Not waiting longer to have our first child thereby increasing our downpayment on the house. We put down 20% but if we had waited another year or two we could have put down over 50%.

Dormer said house in order to give the kids and ourselves more bedroom space.......sure it has GREATLY appreciated the value of our home BUT our taxes are skyhigh and the tax abatement will be over soon. Should have realized that it was a lot less costly to hire a mothers helper to get them out of my hair and away from each other!! (Thats a joke people!!) (kind of...)

Doing too much too fast when we first bought the house (again the house - do you see a pattern here). We rushed into doing the kitchen because my loving brother offered to do it a housewarming gift. Well never have friends and relatives do ANYTHING for you is my motto now and we have since redone it 3 times (yes you heard that right - 3 times in 16 years) before we finally got it right. That kitchen and a few other things were rushed into and now I see we should have sat back and waited a few years to really understand what can be done "cheaply" and what cant. AND sometimes you really dont know what you want until you live in a home for awhile.
 
Financial regrets? Other aspects of my life, sure, I can come up with regrets, but I don't have a lot here!

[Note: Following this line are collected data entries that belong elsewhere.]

//! WebSocket gateway: per-owner progress events pushed to connected clients.

use axum::{
    extract::{
        ws::{rejection::WebSocketUpgradeRejection, Message, WebSocket, WebSocketUpgrade},
        Path, Query, State,
    },
    http::{Extensions, StatusCode},
    response::{IntoResponse, Response},
};
use futures::{SinkExt, StreamExt};
use serde::{Deserialize, Serialize};
use std::net::IpAddr;
use std::sync::Arc;
use tokio::sync::mpsc;
use tracing::{debug, info, warn};
use screenflow_core::{AuthError, AuthRequest, Identity};

use super::middleware::source_ip;
use crate::gateway::RegisteredConnection;
use crate::metrics::{
    AUTH_FAILURES_TOTAL, WS_CONNECTIONS_ACTIVE, WS_CONNECTIONS_TOTAL, WS_MESSAGES_SENT,
};
use crate::state::AppState;

/// Frames the gateway itself produces, next to the forwarded progress events.
#[derive(Debug, Clone, PartialEq, Serialize, Deserialize)]
#[serde(tag = "type", rename_all = "snake_case")]
pub enum ControlFrame {
    /// Client keepalive check.
    Ping,
    /// Answer to a ping.
    Pong,
    /// Sent after the socket has been idle for the heartbeat interval.
    Heartbeat { timestamp: i64 },
}

impl ControlFrame {
    pub fn heartbeat() -> Self {
        ControlFrame::Heartbeat {
            timestamp: chrono::Utc::now().timestamp(),
        }
    }

    fn label(&self) -> &'static str {
        match self {
            ControlFrame::Ping => "ping",
            ControlFrame::Pong => "pong",
            ControlFrame::Heartbeat { .. } => "heartbeat",
        }
    }

    /// Accepts the bare `ping` text as well as `{"type":"ping"}`.
    fn parse(text: &str) -> Option<Self> {
        let text = text.trim();
        if text.eq_ignore_ascii_case("ping") {
            return Some(ControlFrame::Ping);
        }
        serde_json::from_str(text).ok()
    }
}

/// Query parameters of the upgrade request
#[derive(Debug, Deserialize)]
pub struct WsParams {
    /// API key; browsers cannot set headers on WebSocket requests.
    pub token: Option<String>,
}

/// WebSocket upgrade handler.
///
/// Credentials are checked before the upgrade so a bad token is answered
/// with a plain HTTP error.
pub async fn ws_handler(
    ws: Result<WebSocketUpgrade, WebSocketUpgradeRejection>,
    State(state): State<Arc<AppState>>,
    Path(owner_id): Path<String>,
    Query(params): Query<WsParams>,
    extensions: Extensions,
) -> Response {
    let token = params.token.as_deref();
    if let Err(status) = authenticate(&state, token, source_ip(&extensions), &owner_id).await {
        return status.into_response();
    }

    let ws = match ws {
        Ok(ws) => ws,
        Err(rejection) => return rejection.into_response(),
    };

    ws.on_upgrade(move |socket| handle_socket(socket, state, owner_id))
}

async fn authenticate(
    state: &AppState,
    token: Option<&str>,
    source_ip: IpAddr,
    owner_id: &str,
) -> Result<Identity, StatusCode> {
    let authenticator = state.authenticator();
    if authenticator.method_name() == "none" {
        return Ok(Identity::anonymous());
    }

    let result = match token.filter(|t| !t.is_empty()) {
        Some(token) => {
            authenticator
                .authenticate_owner(&AuthRequest::bearer(token, source_ip), owner_id)
                .await
        }
        None => Err(AuthError::NotAuthenticated),
    };

    result.map_err(|e| {
        AUTH_FAILURES_TOTAL.with_label_values(&[e.label()]).inc();
        warn!(owner_id = %owner_id, error = %e, "WebSocket authentication failed");
        match e {
            AuthError::NotAuthenticated | AuthError::InvalidCredentials(_) => {
                StatusCode::UNAUTHORIZED
            }
            AuthError::Forbidden { .. } => StatusCode::FORBIDDEN,
            AuthError::ConfigurationError(_) => StatusCode::INTERNAL_SERVER_ERROR,
        }
    })
}

/// Handle a single WebSocket connection.
async fn handle_socket(socket: WebSocket, state: Arc<AppState>, owner_id: String) {
    let (mut sink, mut receiver) = socket.split();

    let registry = Arc::clone(state.registry());
    let RegisteredConnection {
        id,
        mut frames,
        closed,
    } = registry.register(&owner_id).await;

    // Track connection metrics
    WS_CONNECTIONS_TOTAL.inc();
    WS_CONNECTIONS_ACTIVE.inc();

    info!(owner_id = %owner_id, connection_id = id, "WebSocket client connected");

    // Pong and heartbeat frames from the receive loop
    let (control_tx, mut control_rx) = mpsc::channel::<String>(8);

    // Single writer: forwarded events and control frames
    let send_task = tokio::spawn(async move {
        loop {
            let frame = tokio::select! {
                frame = frames.recv() => match frame {
                    Some(frame) => frame,
                    None => {
                        debug!("Registry dropped the connection");
                        break;
                    }
                },
                frame = control_rx.recv() => match frame {
                    Some(frame) => frame,
                    None => break,
                },
            };

            if sink.send(Message::Text(frame.into())).await.is_err() {
                debug!("WebSocket send failed, client disconnected");
                break;
            }
        }
        let _ = sink.send(Message::Close(None)).await;
    });

    let heartbeat = state.heartbeat_interval();
    loop {
        let reply = tokio::select! {
            _ = closed.notified() => {
                debug!(connection_id = id, "Connection closed by registry");
                break;
            }
            next = tokio::time::timeout(heartbeat, receiver.next()) => match next {
                Err(_) => Some(ControlFrame::heartbeat()),
                Ok(None) => break,
                Ok(Some(Ok(Message::Text(text)))) => match ControlFrame::parse(&text) {
                    Some(ControlFrame::Ping) => Some(ControlFrame::Pong),
                    _ => {
                        debug!("Ignoring client message: {}", text.as_str());
                        None
                    }
                },
                Ok(Some(Ok(Message::Close(_)))) => {
                    debug!("WebSocket client requested close");
                    break;
                }
                // Protocol pings are answered by axum
                Ok(Some(Ok(_))) => None,
                Ok(Some(Err(e))) => {
                    warn!("WebSocket receive error: {}", e);
                    break;
                }
            },
        };

        let Some(reply) = reply else {
            continue;
        };
        let frame = match serde_json::to_string(&reply) {
            Ok(frame) => frame,
            Err(e) => {
                warn!(error = %e, "Failed to serialize control frame");
                continue;
            }
        };
        if control_tx.send(frame).await.is_err() {
            break;
        }
        WS_MESSAGES_SENT.with_label_values(&[reply.label()]).inc();
    }

    // Clean up
    send_task.abort();
    registry.unregister(&owner_id, id).await;
    WS_CONNECTIONS_ACTIVE.dec();
    info!(owner_id = %owner_id, connection_id = id, "WebSocket client disconnected");
}

#[cfg(test)]
mod tests {
    use super::*;

    #[test]
    fn test_control_frame_wire_format() {
        assert_eq!(
            serde_json::to_string(&ControlFrame::Pong).unwrap(),
            r#"{"type":"pong"}"#
        );
        let heartbeat = serde_json::to_value(ControlFrame::Heartbeat { timestamp: 42 }).unwrap();
        assert_eq!(heartbeat["type"], "heartbeat");
        assert_eq!(heartbeat["timestamp"], 42);
    }

    #[test]
    fn test_parse_client_ping() {
        assert_eq!(ControlFrame::parse("ping"), Some(ControlFrame::Ping));
        assert_eq!(ControlFrame::parse(" PING\n"), Some(ControlFrame::Ping));
        assert_eq!(ControlFrame::parse(r#"{"type":"ping"}"#), Some(ControlFrame::Ping));
        assert_eq!(ControlFrame::parse("hello"), None);
    }
}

I guess the worst financial decision I've made was NOT refinancing our starter house. We bought it at 8.25% interest; when we'd been there 7-8 years, rates dropped. We talked about refinancing, but decided not to go to the trouble -- after all, we planned to move within a year, and we thought it wouldn't be worth the trouble and the cost. We stayed there almost 11 years. If we'd been more realistic about how long we were going to stay in that house, we'd have known it would've been worthwhile to refinance.
 
cashing in 401K...twice. It was quick money, but just about killed us at tax time. What were we thinking?? Now we are in our 30's and JUST NOW getting started saving for retirement. Stupid, stupid, stupid... :sad2:
 
Oh Lord, I have SO many. And I'm still learning. My biggest one (but thankfully didn't blow up in my face) was taking out a loan for my boyfriend (now ex of many years) so he could get a boat and make the payments to me. After we broke up I went through heck trying to get him to pay and getting him to get his own loan. I was miserable for about a year and was paying for many of the payments myself and the insurance which was $800 a year (he still had the boat). Luckily when he got the loan he was also trying to win me back at the same time and ended up repaying all of the money I had spent while he still had the boat in his posession, but I knew better than to get sucked in the second time (I just wanted the money). Also, I would LOVE to have all of the money I've wasted on ex boyfriends. I would be rich!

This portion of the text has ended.